J’ai l’impression qu’il faut avoir pris une ou plusieurs grosses claques dans la figure pour prendre conscience de l’importance des petites choses dont on ne parle jamais. J’ai aussi l’impression qu’il faut en parler beaucoup plus, de ces petites choses qui sont belles et qui nous soignent chaque jour, parfois sans qu’on en soit conscient.

Vivre ailleurs, s’épanouir, trébucher, revenir : une expérience qui marque

Au moment de ce retour, j’étais au sommet d’un pic d’épuisement professionnel et émotionnel qui montait en puissance depuis des mois et des mois. Et puis d’un seul coup la démission, le changement de rythme, le retour brutal chez les parents (oui, oui, même à 30 ans!)… ont fait explosé la boîte de Pandore.

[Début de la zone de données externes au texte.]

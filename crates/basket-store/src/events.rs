//! # Cart Events
//!
//! Change notifications for whatever renders the cart. The store calls the
//! emitter after every state change, outside its lock, so an emitter may
//! read the store back without deadlocking.

use basket_core::{CartItems, CheckoutStatus};
use tracing::trace;

// =============================================================================
// Event Emitter Trait
// =============================================================================

/// Receives cart change notifications (implemented by the UI bridge).
///
/// ## Ordering
/// Events are sent after the state lock is released. Two mutations racing
/// on different threads can therefore deliver their events in either order.
/// `items_version` increases by one per change, so a consumer keeps the
/// highest version it has seen and drops any event carrying a lower one.
pub trait CartEventEmitter: Send + Sync {
    /// The set of items changed. `items` is the full set at `items_version`.
    fn emit_items_changed(&self, items: &CartItems, items_version: u64);

    /// The checkout status or error message changed.
    fn emit_checkout_status(&self, status: CheckoutStatus, error_message: &str);
}

/// No-op event emitter for testing.
pub struct NoOpEmitter;

impl CartEventEmitter for NoOpEmitter {
    fn emit_items_changed(&self, _items: &CartItems, _items_version: u64) {}
    fn emit_checkout_status(&self, _status: CheckoutStatus, _error_message: &str) {}
}

/// Writes every event to the trace log.
pub struct TracingEmitter;

impl CartEventEmitter for TracingEmitter {
    fn emit_items_changed(&self, items: &CartItems, items_version: u64) {
        trace!(items = items.len(), items_version, "cart items changed");
    }

    fn emit_checkout_status(&self, status: CheckoutStatus, error_message: &str) {
        trace!(%status, error_message, "checkout status changed");
    }
}
//! Tracing subscriber setup for binaries embedding the store.

use tracing_subscriber::fmt::format::{DefaultFields, Format};
use tracing_subscriber::fmt::SubscriberBuilder;
use tracing_subscriber::EnvFilter;

use crate::error::{StoreError, StoreResult};

/// Initializes the tracing subscriber for structured logging.
///
/// ## Log Levels
/// - `RUST_LOG=debug` - Show debug messages
/// - `RUST_LOG=basket=trace` - Show trace for basket crates only
/// - Default: `default_filter` (normally `logging.filter` from config)
///
/// Fails if a global subscriber is already installed.
pub fn init_tracing(default_filter: &str) -> StoreResult<()> {
    let rust_log = std::env::var(EnvFilter::DEFAULT_ENV).ok();

    subscriber(rust_log.as_deref(), default_filter)
        .try_init()
        .map_err(|e| StoreError::Telemetry(e.to_string()))
}

/// `RUST_LOG` wins when it parses; otherwise the configured filter applies.
fn subscriber(
    rust_log: Option<&str>,
    default_filter: &str,
) -> SubscriberBuilder<DefaultFields, Format, EnvFilter> {
    let filter = rust_log
        .and_then(|directives| EnvFilter::try_new(directives).ok())
        .unwrap_or_else(|| EnvFilter::new(default_filter));

    tracing_subscriber::fmt().with_env_filter(filter)
}
//! # Checkout Service
//!
//! The remote call that turns a cart snapshot into an order. This is the
//! only network boundary the store knows about, and it treats it as opaque.
//!
//! ## Three Ways a Call Ends
//! ```text
//! attempt_checkout(snapshot)
//!      │
//!      ├── Ok(CheckoutReceipt { success: true })  ──► Ready, snapshot cleared
//!      ├── Ok(CheckoutReceipt { success: false }) ──► Failed, no message
//!      └── Err(CheckoutFault)                     ──► Failed, fault message
//! ```

use std::fmt;
use std::str::FromStr;
use std::time::Duration;

use async_trait::async_trait;
use basket_core::CartSnapshot;
use serde::{Deserialize, Serialize};
use tracing::debug;

use crate::config::SimulatorSettings;
use crate::error::{CheckoutFault, StoreError};

// =============================================================================
// Contract
// =============================================================================

/// Structured answer from the checkout endpoint.
#[derive(Debug, Clone, Copy, PartialEq, Eq, Serialize, Deserialize)]
pub struct CheckoutReceipt {
    pub success: bool,
}

impl CheckoutReceipt {
    pub const fn approved() -> Self {
        CheckoutReceipt { success: true }
    }

    pub const fn declined() -> Self {
        CheckoutReceipt { success: false }
    }
}

/// Submits a cart snapshot for checkout.
#[async_trait]
pub trait CheckoutService: Send + Sync {
    async fn attempt_checkout(
        &self,
        snapshot: &CartSnapshot,
    ) -> Result<CheckoutReceipt, CheckoutFault>;
}

// =============================================================================
// Simulated Service
// =============================================================================

/// Canned answer for [`SimulatedCheckoutService`].
#[derive(Debug, Clone, Copy, PartialEq, Eq, Default, Serialize, Deserialize)]
#[serde(rename_all = "snake_case")]
pub enum SimulatedOutcome {
    /// Answer `success: true`.
    #[default]
    Approve,
    /// Answer `success: false`.
    Decline,
    /// Fail the call with the configured message.
    Fault,
}

impl fmt::Display for SimulatedOutcome {
    fn fmt(&self, f: &mut fmt::Formatter<'_>) -> fmt::Result {
        match self {
            SimulatedOutcome::Approve => write!(f, "approve"),
            SimulatedOutcome::Decline => write!(f, "decline"),
            SimulatedOutcome::Fault => write!(f, "fault"),
        }
    }
}

impl FromStr for SimulatedOutcome {
    type Err = StoreError;

    fn from_str(s: &str) -> Result<Self, Self::Err> {
        match s.trim().to_lowercase().as_str() {
            "approve" | "success" | "ok" => Ok(SimulatedOutcome::Approve),
            "decline" | "declined" => Ok(SimulatedOutcome::Decline),
            "fault" | "error" => Ok(SimulatedOutcome::Fault),
            other => Err(StoreError::InvalidConfig(format!(
                "Unknown simulated outcome: '{}'. Valid options: approve, decline, fault",
                other
            ))),
        }
    }
}

/// Stand-in for the remote checkout endpoint: waits, then answers as
/// configured.
#[derive(Debug, Clone)]
pub struct SimulatedCheckoutService {
    latency: Duration,
    outcome: SimulatedOutcome,
    reject_empty_cart: bool,
    fault_message: String,
}

impl SimulatedCheckoutService {
    /// Approves everything after `latency`.
    pub fn approving(latency: Duration) -> Self {
        SimulatedCheckoutService {
            latency,
            outcome: SimulatedOutcome::Approve,
            reject_empty_cart: false,
            fault_message: String::new(),
        }
    }

    pub fn from_settings(settings: &SimulatorSettings) -> Self {
        SimulatedCheckoutService {
            latency: Duration::from_millis(settings.latency_ms),
            outcome: settings.outcome,
            reject_empty_cart: settings.reject_empty_cart,
            fault_message: settings.fault_message.clone(),
        }
    }

    pub fn with_outcome(mut self, outcome: SimulatedOutcome) -> Self {
        self.outcome = outcome;
        self
    }

    pub fn with_fault_message(mut self, message: impl Into<String>) -> Self {
        self.fault_message = message.into();
        self
    }

    /// Fault any checkout of an empty cart, whatever the outcome setting.
    pub fn reject_empty_cart(mut self, reject: bool) -> Self {
        self.reject_empty_cart = reject;
        self
    }
}

#[async_trait]
impl CheckoutService for SimulatedCheckoutService {
    async fn attempt_checkout(
        &self,
        snapshot: &CartSnapshot,
    ) -> Result<CheckoutReceipt, CheckoutFault> {
        debug!(
            ticket = %snapshot.ticket,
            items = snapshot.items.len(),
            latency_ms = self.latency.as_millis() as u64,
            "Simulated checkout call"
        );

        if !self.latency.is_zero() {
            tokio::time::sleep(self.latency).await;
        }

        if self.reject_empty_cart && snapshot.items.is_empty() {
            return Err(CheckoutFault::Rejected("cart is empty".to_string()));
        }

        match self.outcome {
            SimulatedOutcome::Approve => Ok(CheckoutReceipt::approved()),
            SimulatedOutcome::Decline => Ok(CheckoutReceipt::declined()),
            SimulatedOutcome::Fault if self.fault_message.is_empty() => Err(CheckoutFault::Unknown),
            SimulatedOutcome::Fault => Err(CheckoutFault::Transport(self.fault_message.clone())),
        }
    }
}

// =============================================================================
// Unit Tests
// =============================================================================
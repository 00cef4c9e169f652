//! # Error Types
//!
//! Domain-specific error types for basket-core.
//!
//! ## Error Hierarchy
//! ```text
//! ┌─────────────────────────────────────────────────────────────────────────┐
//! │                         Error Types                                     │
//! │                                                                         │
//! │  basket-core errors (this file)                                        │
//! │  ├── CoreError        - Domain errors (pricing, overflow)              │
//! │  └── ValidationError  - Input validation failures                      │
//! │                                                                         │
//! │  basket-store errors (separate crate)                                  │
//! │  ├── StoreError       - Config, runtime and task failures              │
//! │  └── CheckoutFault    - The checkout call itself failed                │
//! │                                                                         │
//! │  Flow: ValidationError → CoreError                                     │
//! └─────────────────────────────────────────────────────────────────────────┘
//! ```
//!
//! Cart mutations never fail, so none of these appear on the write path.

use thiserror::Error;

// =============================================================================
// Core Error
// =============================================================================

/// Core business logic errors.
#[derive(Debug, Error)]
pub enum CoreError {
    /// A cart line references a product the catalog doesn't know.
    ///
    /// ## When This Occurs
    /// - The catalog hasn't finished loading yet
    /// - A product was withdrawn while it sat in the cart
    ///
    /// Only surfaced under `MissingProductPolicy::Fail`.
    #[error("Product not in catalog: {0}")]
    ProductNotInCatalog(String),

    /// A catalog price is unusable (negative).
    #[error("Invalid price for {product_id}: {cents} cents")]
    InvalidPrice { product_id: String, cents: i64 },

    /// A line or running total no longer fits in `i64` cents.
    #[error("Cart total overflows at product {product_id}")]
    AmountOverflow { product_id: String },

    /// Validation error (wraps ValidationError).
    #[error("Validation error: {0}")]
    Validation(#[from] ValidationError),
}

// =============================================================================
// Validation Error
// =============================================================================

/// Input validation errors.
#[derive(Debug, Error)]
pub enum ValidationError {
    /// A required field is missing or empty.
    #[error("{field} is required")]
    Required { field: String },

    /// Field value is too long.
    #[error("{field} must be at most {max} characters")]
    TooLong { field: String, max: usize },

    /// Numeric value is out of range.
    #[error("{field} must be between {min} and {max}")]
    OutOfRange { field: String, min: i64, max: i64 },

    /// Invalid format (e.g. a price with three decimals).
    #[error("{field} has invalid format: {reason}")]
    InvalidFormat { field: String, reason: String },

    /// Duplicate value (e.g. the same product id twice in one catalog load).
    #[error("{field} '{value}' already exists")]
    Duplicate { field: String, value: String },
}

// =============================================================================
// Result Type Alias
// =============================================================================

/// Convenience type alias for Results with CoreError.
pub type CoreResult<T> = Result<T, CoreError>;

// =============================================================================
// Unit Tests
// =============================================================================
//! # Cart Store
//!
//! The single owner of cart state. UI code holds a [`CartStore`] handle
//! (cheap to clone), reads derived values from it and sends intents to it.
//!
//! ## Thread Safety
//! State sits behind a `std::sync::Mutex` inside an `Arc`:
//! 1. Every mutation runs to completion under the lock
//! 2. The lock is never held across an `.await`
//! 3. Emitter callbacks and logging happen after the lock is released
//!
//! ## Checkout Workflow
//! ```text
//! ┌─────────────────────────────────────────────────────────────────────────┐
//! │                        Checkout Workflow                                │
//! │                                                                         │
//! │  initiate_checkout()                                                    │
//! │     │                                                                   │
//! │     ├─ lock ─► begin_checkout ─► Pending, snapshot(gen N) ─► unlock     │
//! │     │                                                                   │
//! │     └─ spawn checkout task ──────────────────┐                          │
//! │                                              ▼                          │
//! │        returns CheckoutHandle      spawn service call (inner task)      │
//! │        immediately                           │                          │
//! │                                              ▼                          │
//! │                            Ok(success)  ──► Succeeded                   │
//! │                            Ok(!success) ──► Declined                    │
//! │                            Err(fault)   ──► Faulted { message }         │
//! │                            panic        ──► Faulted { "" }              │
//! │                                              │                          │
//! │                               lock ─► resolve_checkout ─► unlock        │
//! │                                              │                          │
//! │                                     emit events, log                    │
//! └─────────────────────────────────────────────────────────────────────────┘
//! ```
//!
//! ## Derived Values
//! `total_item_count` and `total_price` are memoized on `items_version`
//! (and the catalog revision for price). Reading twice without a mutation
//! in between costs one computation.

use std::sync::{Arc, Mutex, PoisonError};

Montréal, qui était mon monde, mon univers depuis des années, s’est écroulé du jour au lendemain, sans que j’y sois véritablement préparée. Devant les difficultés qui étaient les miennes à l’époque, et avec la routine d’une immigrée presque “installée” (depuis quelques années), j’avais oublié à quel point ma vie était devenue cette ville, et à quel point j’en dépendais pour “être moi” à ce moment là. On vit toujours un peu un pied là bas, un pied ailleurs, car tout départ porte en lui son retour, mais à vrai dire, je n’y pensais pas. Pas encore. Pour moi la conquête de l’Amérique était le seul et unique programme pour les années à venir, sans aucune envie de regarder en arrière. Ambition, combat de l’ego, idéalisme ? Sans doute un peu trop de tout ça, et pas assez d’humilité, de simplicité, de confiance.

Mais au bout de quelques années à l’étranger, la vie a (re)mis sur mon chemin une personne qui a tout changé. Lui en France, moi au Canada, et des chemins compliqués pour essayer de se rejoindre sans tout briser, ni d’un côté, ni de l’autre. Beaucoup y laissent leur couple. Nous, on y a laissé tout le reste, et un bout de notre santé aussi.

A partir du moment où ma vie au Canada est devenue synonyme de relation à distance, tout a changé. Tout est devenu difficile, je subissais la solitude au lieu d’apprécier l’indépendance. J’étais décalée. Jamais en phase, ni ici, ni là-bas. Trop d’appels Skype manqués, décalage horaire, décalage culturel, des jobs trop différents, il neige dehors alors qu’il pleut là bas, je me réveille, il s’endort, on ne fait pas que se manquer, on se rate aussi.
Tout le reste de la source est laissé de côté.